Some areas are built on foundations of fundamental principals that can be built upon. For example many of the world's religions have a form of the golden rule in their bedrock. Physics has a few of these cornerstones that are so deep they're considered beautiful and have become guides. I've been thinking about one of them - complementarity - a lot recently. Particularly as it appears outside of physics in many areas probably including some you're used to thinking about.
Neils Bohr and Albert Einstein were contemporaries - peers actually. Both were great sources of quotes. Einstein's fame is such that it's difficult to figure out exactly what he did say without original sources. Bohr's lack of fame outside of physics makes it easier. Here are a few:
“We are all agreed that your theory is crazy. The question which divides us is whether it is crazy enough to have a chance of being correct. My own feeling is that it is not crazy enough.”
“Never express yourself more clearly than you are able to think”
“A physicist is just an atom's way of looking at itself.”
“There are trivial truths and there are great truths. The opposite of a trivial truth is plainly false. The opposite of a great truth is also true.”
None were meant to be flippant and the last one is one of the richest quotes I know. Really deep ideas have meanings that go beyond the surface. As an example consider this question
"is light a particle or a wave?"
It turns out it's both, but sometimes it's most useful to describe it as a wave while other times you treat it as a particle. It's impossible to apply both descriptions at the same time. The essence of complementarity is there are different ways of looking at the world and each can have its own language and domain where it's true.
You can step back a bit and look at a satellite in orbit. Physics developed by Newton are good enough to put it there and predicting where it is to good precision, but if you're worried about the accuracy of its clock you need to bring in relativity. Einstein and Newton offer very different theories that describe orbital motion and how clocks keep time. Relatively turns out to be richer, but Newton's ideas are good enough for almost everything people normally do - that and I'd hate to describe the motion of a volleyball using special and general relativity.
I won't go into quantum mechanics, but complementarity is at the core how you think about things. That and like Newton and Einstein's models, there are boundaries where one is more useful than the other. The trick is knowing both and where the boundary lies. It's for another discussion, but I think complementarity is a good basis for talking about the concept of free will.
Bohr was so taken with the idea of complementarity that he made it part of his coat of arms with a nod to Eastern religious philosophies and the Order of the Elephant. (how's that for clickbait?)
Light offers another example. Newton used a prism to break whiteish sunlight into a spectrum of colors. Later Keats objected to the beauty of science claiming Newton unwove the rainbow.
Do not all charms fly/at the mere touch of cold philosophy?/There was an awful Rainbow once in heaven.

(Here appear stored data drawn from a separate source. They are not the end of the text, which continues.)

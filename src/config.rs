//! Client configuration.
//!
//! Every setting has a default matching the behaviour of the hosted lookup
//! page, so an empty (or missing) configuration file yields a working client.
//! A file given to [`ClientConfig::load`] is layered over those defaults using
//! the `config` crate; any format it understands (TOML, YAML, JSON) works.

use std::path::Path;
use std::time::Duration;

use config::{Config, File};
use serde::Deserialize;

use crate::error::{RegcheckError, Result};

#[derive(Debug, Clone, Deserialize)]
#[serde(default)]
pub struct ClientConfig {
    /// Origin of the resolution service, without a trailing slash.
    pub base_url: String,
    pub search_path: String,
    pub laws_path: String,
    pub news_path: String,
    pub request_timeout_ms: Option<u64>,
    pub loading_interval_ms: u64,
    pub loading_messages: Vec<String>,
    pub overlay_timeout_ms: u64,
    pub overlay_fade_ms: u64,
    pub copy_revert_ms: u64,
    pub composition_grace_ms: u64,
    pub copy_label: String,
    pub copied_label: String,
}

impl Default for ClientConfig {
    fn default() -> Self {
        Self {
            base_url: "http://127.0.0.1:5000".into(),
            search_path: "/api/search".into(),
            laws_path: "/static/laws.txt".into(),
            news_path: "/static/news.txt".into(),
            request_timeout_ms: None,
            loading_interval_ms: 4500,
            loading_messages: vec![
                "Searching the database...".into(),
                "Starting the server (this may take a moment)...".into(),
                "Analyzing the structure...".into(),
                "Results are almost ready...".into(),
            ],
            overlay_timeout_ms: 30_000,
            overlay_fade_ms: 750,
            copy_revert_ms: 2000,
            composition_grace_ms: 50,
            copy_label: "Copy result".into(),
            copied_label: "Copied!".into(),
        }
    }
}

impl ClientConfig {
    /// Reads `path` (if it exists) on top of the defaults and validates the result.
    pub fn load<P: AsRef<Path>>(path: P) -> Result<Self> {
        let path = path.as_ref();
        let loaded: ClientConfig = Config::builder()
            .add_source(File::from(path).required(false))
            .build()?
            .try_deserialize()?;
        tracing::debug!(path = %path.display(), base_url = %loaded.base_url, "configuration loaded");
        loaded.validate()?;
        Ok(loaded)
    }

    pub fn validate(&self) -> Result<()> {
        if self.loading_messages.is_empty() {
            return Err(RegcheckError::Config("loading_messages must not be empty".into()));
        }
        let intervals = [
            ("loading_interval_ms", self.loading_interval_ms),
            ("overlay_timeout_ms", self.overlay_timeout_ms),
            ("copy_revert_ms", self.copy_revert_ms),
        ];
        for (name, value) in intervals {
            if value == 0 {
                return Err(RegcheckError::Config(format!("{name} must be greater than zero")));
            }
        }
        if !self.base_url.starts_with("http://") && !self.base_url.starts_with("https://") {
            return Err(RegcheckError::Config(format!("base_url must be an http(s) URL, got {}", self.base_url)));
        }
        Ok(())
    }

    pub fn url(&self, path: &str) -> String {
        format!("{}{}", self.base_url.trim_end_matches('/'), path)
    }

    pub fn loading_interval(&self) -> Duration { Duration::from_millis(self.loading_interval_ms) }
    pub fn overlay_timeout(&self) -> Duration { Duration::from_millis(self.overlay_timeout_ms) }
    pub fn overlay_fade(&self) -> Duration { Duration::from_millis(self.overlay_fade_ms) }
    pub fn copy_revert(&self) -> Duration { Duration::from_millis(self.copy_revert_ms) }
    pub fn composition_grace(&self) -> Duration { Duration::from_millis(self.composition_grace_ms) }
    pub fn request_timeout(&self) -> Option<Duration> { self.request_timeout_ms.map(Duration::from_millis) }
}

In reality something deeper is afoot.
Consider a yellow light on your desk. The wavelength of the light makes it look yellow, but if you are moving towards at a constant velocity you observe a shorter wavelength. If you're moving fast enough it looks blue. Faster still and it's ultraviolet. If you're moving away the wavelength lengthens and it shifts towards the red. In fact by selecting your velocity with respect to the light, the wavelength can be anything you want. In this view of nature the color of light only depends on your velocity relative to it. It may not seem useful, but it turns out to be one of the most important tools for measuring the size and age of the Universe.

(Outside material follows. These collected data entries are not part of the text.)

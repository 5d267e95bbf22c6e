use tracing_subscriber::EnvFilter;

/// Installs a fmt subscriber filtered by `RUST_LOG` (default `info`).
/// Returns false when a global subscriber was already set, which is fine
/// for hosts that bring their own.
pub fn init() -> bool {
    let filter = EnvFilter::try_from_default_env().unwrap_or_else(|_| EnvFilter::new("info"));
    tracing_subscriber::fmt()
        .with_env_filter(filter)
        .with_target(false)
        .try_init()
        .is_ok()
}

Complementarity appears all over physics and turns out to be a useful way of thinking about new phenomena. Over time I've come to think of it in areas outside of physics. The spoken word and a television show can both get across their own versions of something. Neither is complete and understanding both can lead to a deeper appreciation. Picasso and Rembrandt had very different portrait styles and both tell us something deep about their subjects in very different ways. Mix different forms of art - a piece of music might describe the feeling of Winter quite differently from a painting, but both can offer deep if incomplete views of the feeling of the season. Sports are offer many examples. Movement in a sport can make statements that added with the emotion of the crowd give a more complete picture.
You can't use a flat Earth, geocentric universe, or being able to turn off gravity for an hour tomorrow. The descriptions have to be valid in some domain in the first place. But having two good but very different representations of something in your head at the same time may just lead to a deeper understanding. Usually you're not thinking about deep truths, but that's fine. This doesn't come easily, at least not to me, but it's a lot of fun once you get the hang of it.